(Supplied information):
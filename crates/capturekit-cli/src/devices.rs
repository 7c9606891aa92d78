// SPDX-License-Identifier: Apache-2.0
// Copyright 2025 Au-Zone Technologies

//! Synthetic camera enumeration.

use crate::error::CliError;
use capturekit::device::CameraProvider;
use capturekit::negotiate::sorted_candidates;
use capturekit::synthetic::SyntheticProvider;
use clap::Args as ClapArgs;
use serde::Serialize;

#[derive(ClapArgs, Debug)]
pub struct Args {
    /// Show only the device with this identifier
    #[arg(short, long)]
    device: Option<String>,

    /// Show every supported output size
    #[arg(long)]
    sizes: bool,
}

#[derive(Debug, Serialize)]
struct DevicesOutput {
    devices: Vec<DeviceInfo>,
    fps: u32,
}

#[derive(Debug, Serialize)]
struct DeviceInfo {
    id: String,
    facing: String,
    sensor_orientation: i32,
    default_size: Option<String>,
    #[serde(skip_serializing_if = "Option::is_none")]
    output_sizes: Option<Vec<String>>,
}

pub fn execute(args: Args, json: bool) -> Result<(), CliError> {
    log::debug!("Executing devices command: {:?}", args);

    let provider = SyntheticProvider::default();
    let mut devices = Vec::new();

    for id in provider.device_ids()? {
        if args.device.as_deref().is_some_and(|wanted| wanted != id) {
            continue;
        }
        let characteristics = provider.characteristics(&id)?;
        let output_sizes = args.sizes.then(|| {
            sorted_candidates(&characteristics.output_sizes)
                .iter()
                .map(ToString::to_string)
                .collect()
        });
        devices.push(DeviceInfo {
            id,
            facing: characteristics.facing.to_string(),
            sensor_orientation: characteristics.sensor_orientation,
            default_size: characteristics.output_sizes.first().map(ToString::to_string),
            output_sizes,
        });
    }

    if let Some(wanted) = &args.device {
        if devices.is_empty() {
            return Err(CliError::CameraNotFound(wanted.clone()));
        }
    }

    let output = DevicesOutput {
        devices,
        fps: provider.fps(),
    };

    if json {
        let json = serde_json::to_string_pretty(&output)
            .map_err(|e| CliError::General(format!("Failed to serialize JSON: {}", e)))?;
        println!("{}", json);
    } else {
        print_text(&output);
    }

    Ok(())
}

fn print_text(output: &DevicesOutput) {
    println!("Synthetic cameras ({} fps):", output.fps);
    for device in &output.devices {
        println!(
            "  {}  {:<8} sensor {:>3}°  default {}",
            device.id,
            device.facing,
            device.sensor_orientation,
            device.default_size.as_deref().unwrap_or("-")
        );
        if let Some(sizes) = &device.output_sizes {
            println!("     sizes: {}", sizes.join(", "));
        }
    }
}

---

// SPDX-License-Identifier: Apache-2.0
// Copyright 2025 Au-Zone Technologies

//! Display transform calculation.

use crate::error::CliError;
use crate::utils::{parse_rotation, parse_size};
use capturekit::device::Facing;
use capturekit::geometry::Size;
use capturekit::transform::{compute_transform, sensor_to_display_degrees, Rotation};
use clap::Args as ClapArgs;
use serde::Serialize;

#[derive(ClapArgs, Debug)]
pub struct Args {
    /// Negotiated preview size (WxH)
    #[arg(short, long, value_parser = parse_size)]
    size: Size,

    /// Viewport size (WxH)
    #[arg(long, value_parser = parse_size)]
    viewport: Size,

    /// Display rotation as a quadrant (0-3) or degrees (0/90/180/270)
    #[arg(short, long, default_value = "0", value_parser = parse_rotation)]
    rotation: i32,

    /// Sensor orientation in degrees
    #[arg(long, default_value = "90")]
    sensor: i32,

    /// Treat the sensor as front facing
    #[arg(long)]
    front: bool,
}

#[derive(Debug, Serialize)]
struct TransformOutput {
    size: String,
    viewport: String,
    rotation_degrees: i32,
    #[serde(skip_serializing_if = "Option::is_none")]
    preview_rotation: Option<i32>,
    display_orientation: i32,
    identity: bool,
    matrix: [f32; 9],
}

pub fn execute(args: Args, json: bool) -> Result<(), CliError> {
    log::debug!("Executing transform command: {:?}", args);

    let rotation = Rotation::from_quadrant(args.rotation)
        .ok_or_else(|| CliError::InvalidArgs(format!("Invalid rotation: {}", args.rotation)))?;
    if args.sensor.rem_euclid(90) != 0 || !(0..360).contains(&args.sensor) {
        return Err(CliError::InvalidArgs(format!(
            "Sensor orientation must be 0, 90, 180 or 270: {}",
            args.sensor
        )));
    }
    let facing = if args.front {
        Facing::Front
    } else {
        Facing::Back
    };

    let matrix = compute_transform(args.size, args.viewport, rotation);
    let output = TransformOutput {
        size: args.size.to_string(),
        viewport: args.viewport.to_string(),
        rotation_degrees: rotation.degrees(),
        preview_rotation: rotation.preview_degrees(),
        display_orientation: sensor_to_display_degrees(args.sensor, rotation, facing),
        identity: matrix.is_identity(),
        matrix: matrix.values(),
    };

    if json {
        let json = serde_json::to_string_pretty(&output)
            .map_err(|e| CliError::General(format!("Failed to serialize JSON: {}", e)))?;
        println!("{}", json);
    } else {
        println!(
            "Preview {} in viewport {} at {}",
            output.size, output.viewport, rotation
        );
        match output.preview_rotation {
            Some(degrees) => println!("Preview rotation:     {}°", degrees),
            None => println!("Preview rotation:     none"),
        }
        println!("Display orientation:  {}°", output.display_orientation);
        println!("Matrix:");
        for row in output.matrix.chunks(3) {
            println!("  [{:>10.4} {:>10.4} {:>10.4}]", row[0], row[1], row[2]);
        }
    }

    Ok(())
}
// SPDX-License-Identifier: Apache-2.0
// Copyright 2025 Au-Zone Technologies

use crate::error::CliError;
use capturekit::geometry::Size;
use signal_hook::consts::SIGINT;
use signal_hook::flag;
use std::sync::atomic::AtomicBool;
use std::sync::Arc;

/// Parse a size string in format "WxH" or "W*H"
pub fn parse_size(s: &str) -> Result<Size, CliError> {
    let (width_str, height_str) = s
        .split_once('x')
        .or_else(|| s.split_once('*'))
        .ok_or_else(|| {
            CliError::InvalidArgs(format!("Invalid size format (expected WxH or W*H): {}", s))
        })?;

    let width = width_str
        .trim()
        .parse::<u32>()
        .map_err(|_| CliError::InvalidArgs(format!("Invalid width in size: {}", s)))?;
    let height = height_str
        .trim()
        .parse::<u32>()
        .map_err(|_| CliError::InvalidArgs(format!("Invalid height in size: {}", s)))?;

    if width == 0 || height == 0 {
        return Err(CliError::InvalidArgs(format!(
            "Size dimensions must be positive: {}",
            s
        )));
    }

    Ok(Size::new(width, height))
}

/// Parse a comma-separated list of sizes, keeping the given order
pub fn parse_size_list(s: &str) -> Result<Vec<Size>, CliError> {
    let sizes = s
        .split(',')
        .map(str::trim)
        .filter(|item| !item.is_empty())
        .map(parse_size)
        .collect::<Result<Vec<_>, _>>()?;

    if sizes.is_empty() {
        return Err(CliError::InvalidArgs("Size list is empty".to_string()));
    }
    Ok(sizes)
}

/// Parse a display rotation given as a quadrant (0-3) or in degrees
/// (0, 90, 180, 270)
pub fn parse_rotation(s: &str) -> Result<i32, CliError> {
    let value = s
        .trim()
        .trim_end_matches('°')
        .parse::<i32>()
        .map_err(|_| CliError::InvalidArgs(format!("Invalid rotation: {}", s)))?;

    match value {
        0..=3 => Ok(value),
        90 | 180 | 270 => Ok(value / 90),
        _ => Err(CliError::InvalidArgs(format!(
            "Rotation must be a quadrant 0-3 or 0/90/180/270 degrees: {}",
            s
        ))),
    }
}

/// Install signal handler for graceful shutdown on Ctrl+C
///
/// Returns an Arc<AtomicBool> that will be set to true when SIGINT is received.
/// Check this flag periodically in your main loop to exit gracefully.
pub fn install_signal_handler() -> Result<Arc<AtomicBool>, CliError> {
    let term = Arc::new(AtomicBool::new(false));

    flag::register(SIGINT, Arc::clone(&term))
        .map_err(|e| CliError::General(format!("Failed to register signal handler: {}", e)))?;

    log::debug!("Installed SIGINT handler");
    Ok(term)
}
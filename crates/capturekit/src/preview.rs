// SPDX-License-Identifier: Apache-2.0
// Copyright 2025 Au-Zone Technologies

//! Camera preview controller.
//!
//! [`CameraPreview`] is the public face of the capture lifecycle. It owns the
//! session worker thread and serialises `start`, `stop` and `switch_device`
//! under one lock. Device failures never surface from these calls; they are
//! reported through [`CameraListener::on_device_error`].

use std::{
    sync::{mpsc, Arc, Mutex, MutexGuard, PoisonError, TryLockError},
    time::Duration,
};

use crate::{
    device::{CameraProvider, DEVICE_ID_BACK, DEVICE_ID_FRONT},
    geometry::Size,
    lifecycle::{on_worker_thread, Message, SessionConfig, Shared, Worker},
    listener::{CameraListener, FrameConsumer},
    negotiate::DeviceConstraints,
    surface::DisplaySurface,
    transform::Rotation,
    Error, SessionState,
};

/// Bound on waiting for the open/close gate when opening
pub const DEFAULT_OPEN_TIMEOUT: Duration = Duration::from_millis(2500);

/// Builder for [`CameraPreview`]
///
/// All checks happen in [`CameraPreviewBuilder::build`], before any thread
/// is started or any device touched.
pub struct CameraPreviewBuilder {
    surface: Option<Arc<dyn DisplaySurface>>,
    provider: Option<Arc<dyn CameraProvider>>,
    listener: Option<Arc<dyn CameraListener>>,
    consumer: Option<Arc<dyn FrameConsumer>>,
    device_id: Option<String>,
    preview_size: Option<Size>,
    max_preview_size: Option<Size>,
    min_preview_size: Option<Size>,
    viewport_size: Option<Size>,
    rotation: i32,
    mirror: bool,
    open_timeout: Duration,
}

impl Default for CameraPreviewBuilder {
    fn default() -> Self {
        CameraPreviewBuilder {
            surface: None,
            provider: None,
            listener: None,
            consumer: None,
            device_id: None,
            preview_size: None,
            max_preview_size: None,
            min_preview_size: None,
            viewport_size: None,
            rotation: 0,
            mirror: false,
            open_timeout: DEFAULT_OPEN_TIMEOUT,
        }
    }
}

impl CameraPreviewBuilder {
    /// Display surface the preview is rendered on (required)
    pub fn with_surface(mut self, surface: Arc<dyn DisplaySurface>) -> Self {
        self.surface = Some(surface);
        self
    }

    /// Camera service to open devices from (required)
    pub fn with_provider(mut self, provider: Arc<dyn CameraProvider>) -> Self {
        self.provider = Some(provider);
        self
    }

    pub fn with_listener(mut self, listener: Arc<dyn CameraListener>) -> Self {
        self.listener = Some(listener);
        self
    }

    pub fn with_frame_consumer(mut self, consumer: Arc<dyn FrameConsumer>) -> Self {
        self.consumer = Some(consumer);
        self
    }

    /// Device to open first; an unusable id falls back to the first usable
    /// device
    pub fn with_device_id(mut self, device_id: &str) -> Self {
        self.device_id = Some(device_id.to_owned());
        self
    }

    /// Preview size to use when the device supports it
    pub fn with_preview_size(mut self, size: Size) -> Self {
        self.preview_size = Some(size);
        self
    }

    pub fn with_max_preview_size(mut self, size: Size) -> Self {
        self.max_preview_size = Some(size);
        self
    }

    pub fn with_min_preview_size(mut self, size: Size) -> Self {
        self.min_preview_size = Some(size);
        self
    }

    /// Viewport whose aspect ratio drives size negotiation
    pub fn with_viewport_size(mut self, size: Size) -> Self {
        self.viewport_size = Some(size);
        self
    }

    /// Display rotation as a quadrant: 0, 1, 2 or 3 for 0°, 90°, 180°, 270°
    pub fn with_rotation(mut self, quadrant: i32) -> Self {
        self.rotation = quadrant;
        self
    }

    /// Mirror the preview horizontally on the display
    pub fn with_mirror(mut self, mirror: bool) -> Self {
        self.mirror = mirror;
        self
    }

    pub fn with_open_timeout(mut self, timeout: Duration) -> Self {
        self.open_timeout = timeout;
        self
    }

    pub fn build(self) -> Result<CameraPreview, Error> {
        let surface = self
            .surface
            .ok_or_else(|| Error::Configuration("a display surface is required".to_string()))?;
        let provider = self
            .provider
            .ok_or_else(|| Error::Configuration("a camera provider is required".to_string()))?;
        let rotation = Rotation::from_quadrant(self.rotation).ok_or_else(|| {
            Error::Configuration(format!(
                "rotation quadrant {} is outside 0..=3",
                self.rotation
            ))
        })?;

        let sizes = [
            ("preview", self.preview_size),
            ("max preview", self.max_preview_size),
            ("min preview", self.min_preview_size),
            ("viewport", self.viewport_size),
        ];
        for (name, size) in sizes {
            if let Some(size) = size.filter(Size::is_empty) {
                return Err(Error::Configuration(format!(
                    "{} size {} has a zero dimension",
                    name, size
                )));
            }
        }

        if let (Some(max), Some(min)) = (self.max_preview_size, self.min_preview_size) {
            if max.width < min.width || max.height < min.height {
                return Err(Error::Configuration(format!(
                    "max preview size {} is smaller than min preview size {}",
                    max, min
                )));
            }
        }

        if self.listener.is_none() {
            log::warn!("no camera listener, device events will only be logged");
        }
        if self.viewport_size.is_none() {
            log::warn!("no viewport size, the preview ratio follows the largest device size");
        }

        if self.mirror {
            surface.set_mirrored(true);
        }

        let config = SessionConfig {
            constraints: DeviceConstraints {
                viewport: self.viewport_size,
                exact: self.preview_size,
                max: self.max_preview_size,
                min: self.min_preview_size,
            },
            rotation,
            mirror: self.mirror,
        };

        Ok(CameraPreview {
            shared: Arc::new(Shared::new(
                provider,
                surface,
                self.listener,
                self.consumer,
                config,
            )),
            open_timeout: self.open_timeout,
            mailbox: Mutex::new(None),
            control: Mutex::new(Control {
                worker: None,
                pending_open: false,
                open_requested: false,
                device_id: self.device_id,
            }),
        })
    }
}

(Work to be completed): Every line above that holds the string "SessionConfig" should be copied out.

(Answer to this problem):
    lifecycle::{on_worker_thread, Message, SessionConfig, Shared, Worker},
        let config = SessionConfig {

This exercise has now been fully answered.